[Collected data entries]
******************************

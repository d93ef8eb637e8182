use super::{stroke_span, Coverage, PixelBounds};
use crate::types::Point;

/// Thick straight line between two inclusive endpoints, without caps.
///
/// Horizontal and vertical segments (all the icon uses) are exact pixel
/// bands; any other direction falls back to a distance test against the
/// segment's centre line.
#[derive(Debug, Clone, Copy, PartialEq, Eq)]
pub struct Segment {
    pub from: Point,
    pub to: Point,
    pub width: i32,
}

impl Segment {
    pub fn new(from: Point, to: Point, width: i32) -> Self {
        Self {
            from,
            to,
            width: width.max(1),
        }
    }

    #[inline]
    fn is_horizontal(&self) -> bool {
        self.from.y == self.to.y
    }

    #[inline]
    fn is_vertical(&self) -> bool {
        self.from.x == self.to.x
    }

    fn covers_diagonal(&self, x: i32, y: i32) -> bool {
        let (ax, ay) = (self.from.x as f64, self.from.y as f64);
        let (vx, vy) = (self.to.x as f64 - ax, self.to.y as f64 - ay);
        let (wx, wy) = (x as f64 - ax, y as f64 - ay);
        let length_sq = vx * vx + vy * vy;

        let t = (vx * wx + vy * wy) / length_sq;
        if !(0.0..=1.0).contains(&t) {
            return false;
        }

        let (dx, dy) = (wx - vx * t, wy - vy * t);
        let half = self.width as f64 / 2.0;
        dx * dx + dy * dy <= half * half
    }
}

impl Coverage for Segment {
    fn bounds(&self) -> PixelBounds {
        let (lo_x, hi_x) = (self.from.x.min(self.to.x), self.from.x.max(self.to.x));
        let (lo_y, hi_y) = (self.from.y.min(self.to.y), self.from.y.max(self.to.y));

        if self.is_vertical() {
            let (x1, x2) = stroke_span(self.from.x, self.width);
            return PixelBounds::new(x1, lo_y, x2, hi_y);
        }
        if self.is_horizontal() {
            let (y1, y2) = stroke_span(self.from.y, self.width);
            return PixelBounds::new(lo_x, y1, hi_x, y2);
        }

        let pad = self.width / 2 + 1;
        PixelBounds::new(lo_x - pad, lo_y - pad, hi_x + pad, hi_y + pad)
    }

    fn covers(&self, x: i32, y: i32) -> bool {
        if self.is_vertical() || self.is_horizontal() {
            let bounds = self.bounds();
            return x >= bounds.min_x && x <= bounds.max_x && y >= bounds.min_y && y <= bounds.max_y;
        }
        self.covers_diagonal(x, y)
    }
}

******************************

- _WORK TASK_: Return every record above. Copy each one exactly.

- _RESULT BELOW_:
repository d93ef8eb637e8182
use super::{stroke_span, Coverage, PixelBounds};
use crate::types::Point;

/// Thick straight line between two inclusive endpoints, without caps.
///
/// Horizontal and vertical segments (all the icon uses) are exact pixel
/// bands; any other direction falls back to a distance test against the
/// segment's centre line.
#[derive(Debug, Clone, Copy, PartialEq, Eq)]
pub struct Segment {
    pub from: Point,
    pub to: Point,
    pub width: i32,
}

impl Segment {
    pub fn new(from: Point, to: Point, width: i32) -> Self {
        Self {
            from,
            to,
            width: width.max(1),
        }
    }

    #[inline]
    fn is_horizontal(&self) -> bool {
        self.from.y == self.to.y
    }

    #[inline]
    fn is_vertical(&self) -> bool {
        self.from.x == self.to.x
    }

    fn covers_diagonal(&self, x: i32, y: i32) -> bool {
        let (ax, ay) = (self.from.x as f64, self.from.y as f64);
        let (vx, vy) = (self.to.x as f64 - ax, self.to.y as f64 - ay);
        let (wx, wy) = (x as f64 - ax, y as f64 - ay);
        let length_sq = vx * vx + vy * vy;

        let t = (vx * wx + vy * wy) / length_sq;
        if !(0.0..=1.0).contains(&t) {
            return false;
        }

        let (dx, dy) = (wx - vx * t, wy - vy * t);
        let half = self.width as f64 / 2.0;
        dx * dx + dy * dy <= half * half
    }
}

impl Coverage for Segment {
    fn bounds(&self) -> PixelBounds {
        let (lo_x, hi_x) = (self.from.x.min(self.to.x), self.from.x.max(self.to.x));
        let (lo_y, hi_y) = (self.from.y.min(self.to.y), self.from.y.max(self.to.y));

        if self.is_vertical() {
            let (x1, x2) = stroke_span(self.from.x, self.width);
            return PixelBounds::new(x1, lo_y, x2, hi_y);
        }
        if self.is_horizontal() {
            let (y1, y2) = stroke_span(self.from.y, self.width);
            return PixelBounds::new(lo_x, y1, hi_x, y2);
        }

        let pad = self.width / 2 + 1;
        PixelBounds::new(lo_x - pad, lo_y - pad, hi_x + pad, hi_y + pad)
    }

    fn covers(&self, x: i32, y: i32) -> bool {
        if self.is_vertical() || self.is_horizontal() {
            let bounds = self.bounds();
            return x >= bounds.min_x && x <= bounds.max_x && y >= bounds.min_y && y <= bounds.max_y;
        }
        self.covers_diagonal(x, y)
    }
}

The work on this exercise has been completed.